Nella sua dimensione pubblica, Paul Théraneau è un personaggio che si trascina stancamente, un uomo che ha perso fiducia nei suoi ideali e che è entrato in una routine lavorativa che lo opprime. Alice riesce a ridargli lo smalto di un tempo ma anche a farlo riflettere e, di conseguenza, a incrinare quei rituali che sono essenziali per un agire politico in linea con i nostri tempi. Il regista fa emergere dai continui dialoghi una visione molto critica della nostra realtà, come se echeggiasse una crisi della democrazia in cui vince chi ha smesso di pensare. La forza del film sta proprio in questo côté, nel racconto di una società che sta perdendo i suoi valori attraverso un confronto che vive di una scrittura molto raffinata, solo raramente intellettualoide.

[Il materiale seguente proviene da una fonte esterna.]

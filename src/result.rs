use compact_str::CompactString;
use thiserror::Error;

use crate::client::ClientError;

pub type Result<T> = std::result::Result<T, BotError>;

#[derive(Debug, Error)]
pub enum BotError {
    #[error("Missing required environment variables: {}", names.join(", "))]
    ConfigMissing { names: Vec<&'static str> },

    #[error(transparent)]
    Client(#[from] ClientError),

    #[error("Unexpected response type: {0}")]
    UnexpectedType(CompactString),

    #[error("Missing key in API response: {0}")]
    MissingKey(CompactString),

    #[error("No homework in the API response")]
    EmptyResult,

    #[error("Unknown homework status: {0}")]
    UnknownStatus(CompactString),

    #[error("Failed to initialize logging: {0}")]
    Logging(CompactString),
}

impl BotError {
    pub fn unexpected_type(message: impl Into<CompactString>) -> Self {
        Self::UnexpectedType(message.into())
    }

    pub fn missing_key(key: impl Into<CompactString>) -> Self {
        Self::MissingKey(key.into())
    }

    pub fn unknown_status(status: impl Into<CompactString>) -> Self {
        Self::UnknownStatus(status.into())
    }

    /// Stable label for structured log fields
    pub fn kind(&self) -> &'static str {
        match self {
            BotError::ConfigMissing { .. } => "config_missing",
            BotError::Client(e) => match e {
                ClientError::Request(_) => "request",
                ClientError::Response { .. } => "response",
                ClientError::Decode(_) => "decode",
                ClientError::Delivery(_) => "delivery",
                ClientError::Http(_) => "http_client",
                ClientError::ConfigValidation { .. } => "config_validation",
            },
            BotError::UnexpectedType(_) => "unexpected_type",
            BotError::MissingKey(_) => "missing_key",
            BotError::EmptyResult => "empty_result",
            BotError::UnknownStatus(_) => "unknown_status",
            BotError::Logging(_) => "logging",
        }
    }

    /// Errors that must stop the process instead of being retried next cycle
    pub fn is_fatal(&self) -> bool {
        matches!(
            self,
            BotError::ConfigMissing { .. }
                | BotError::Logging(_)
                | BotError::Client(ClientError::Http(_) | ClientError::ConfigValidation { .. })
        )
    }
}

Alice e il sindaco trova i suoi momenti migliori quando sono in scena, da soli, Alice e il sindaco, quando si scambiano arguti punti di vista su politica, società, cultura e futuro. Fabrice Luchini e Anaïs Demoustier si confermano attori perfetti per la parte, molto abili nel dare vigore alle loro parole, nel formulare appunto dialoghi come azione. Il film, invece, perde un pochino di efficacia quando si sposta a rappresentare la vita privata di Alice e la sua incompiutezza. Forse più interessato al lato politico, Nicolas Pariser tende a lavorare di convenzionalità su questo aspetto, raccontando un personaggio che passa attraverso diversi amanti, che è in crisi perché non sa che cosa fare della sua vita, che non si sente affermato, ma rimanendo un pochino prigioniero della superficialità. Anche le figure di contorno risultano abbozzate, funzionali soltanto alla narrazione.
Per tutti questi motivi, Alice e il sindaco è un film che convince ma che non si può considerare memorabile. Un esempio di cinema francese che si mantiene fedele all’eredità politica e sociale della Nouvelle Vague ma che non ne raggiunge in toto la grandezza.